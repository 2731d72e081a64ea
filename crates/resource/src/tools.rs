use anyhow::{bail, Result};
use wgpu::TextureFormat;

use crate::{Image, ImageMipMap};

pub const RGBA8_PIXEL_SIZE: u32 = 4;

/// Number of levels down to 1x1.
pub fn full_mip_count(width: u32, height: u32) -> u32 {
    32 - width.max(height).max(1).leading_zeros()
}

pub fn generate_rgba8_mip_map(image: Image, mip_map_count: u32) -> Result<ImageMipMap> {
    match image.format {
        TextureFormat::Rgba8Unorm
        | TextureFormat::Rgba8UnormSrgb
        | TextureFormat::Rgba8Snorm
        | TextureFormat::Rgba8Uint
        | TextureFormat::Rgba8Sint => {}
        f => bail!("rgba8 mip generation got {:?}", f),
    };
    if image.data.len() != (image.width * image.height * RGBA8_PIXEL_SIZE) as usize {
        bail!("image data does not match {}x{}", image.width, image.height);
    }
    let mut mips = ImageMipMap {
        data: vec![image.data],
        width: image.width,
        height: image.height,
        format: image.format,
    };
    for mip_i in 1..mip_map_count.max(1) {
        let src = mips.extent_3d(mip_i - 1);
        let dst = mips.extent_3d(mip_i);
        let prev = &mips.data[mip_i as usize - 1];
        let mut mip = vec![0u8; (dst.width * dst.height * RGBA8_PIXEL_SIZE) as usize];
        for y in 0..dst.height {
            for x in 0..dst.width {
                let mut sum = [0u32; 4];
                for dy in 0..2 {
                    for dx in 0..2 {
                        // odd sizes reuse the last row/column
                        let sx = (x * 2 + dx).min(src.width - 1);
                        let sy = (y * 2 + dy).min(src.height - 1);
                        let i = ((sy * src.width + sx) * RGBA8_PIXEL_SIZE) as usize;
                        for c in 0..4 {
                            sum[c] += prev[i + c] as u32;
                        }
                    }
                }
                let o = ((y * dst.width + x) * RGBA8_PIXEL_SIZE) as usize;
                for c in 0..4 {
                    mip[o + c] = ((sum[c] + 2) / 4) as u8;
                }
            }
        }
        mips.data.push(mip);
    }
    log::debug!(
        "generated {} mip levels for {}x{}",
        mips.data.len(),
        mips.width,
        mips.height
    );
    Ok(mips)
}

#[cfg(test)]
mod tests {
    use super::*;

    fn solid(width: u32, height: u32, px: [u8; 4]) -> Image {
        Image {
            data: px.repeat((width * height) as usize),
            width,
            height,
            channels: 4,
            format: TextureFormat::Rgba8UnormSrgb,
        }
    }

    #[test]
    fn mip_count() {
        assert_eq!(full_mip_count(1, 1), 1);
        assert_eq!(full_mip_count(256, 256), 9);
        assert_eq!(full_mip_count(300, 20), 9);
    }

    #[test]
    fn chain_sizes_halve() {
        let img = solid(8, 2, [10, 20, 30, 255]);
        let count = full_mip_count(8, 2);
        let mips = generate_rgba8_mip_map(img, count).unwrap();
        assert_eq!(mips.mip_map_count(), 4);
        let sizes: Vec<_> = (0..4)
            .map(|i| {
                let e = mips.extent_3d(i);
                (e.width, e.height)
            })
            .collect();
        assert_eq!(sizes, vec![(8, 2), (4, 1), (2, 1), (1, 1)]);
        for (i, d) in mips.data.iter().enumerate() {
            let e = mips.extent_3d(i as u32);
            assert_eq!(d.len(), (e.width * e.height * 4) as usize);
            assert_eq!(&d[..4], &[10, 20, 30, 255]);
        }
    }

    #[test]
    fn box_filter_averages() {
        let mut img = solid(2, 2, [0, 0, 0, 255]);
        img.data[0..4].copy_from_slice(&[200, 100, 40, 255]);
        let mips = generate_rgba8_mip_map(img, 2).unwrap();
        assert_eq!(&mips.data[1][..], &[50, 25, 10, 255]);
    }

    #[test]
    fn rejects_other_formats() {
        let mut img = solid(1, 1, [0; 4]);
        img.format = TextureFormat::R8Unorm;
        assert!(generate_rgba8_mip_map(img, 1).is_err());
    }
}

■ **About this exercise**: Of the lines above, show those in which "solid" appears.

■ **Response area**:
    fn solid(width: u32, height: u32, px: [u8; 4]) -> Image {
        let img = solid(8, 2, [10, 20, 30, 255]);
        let mut img = solid(2, 2, [0, 0, 0, 255]);
        let mut img = solid(1, 1, [0; 4]);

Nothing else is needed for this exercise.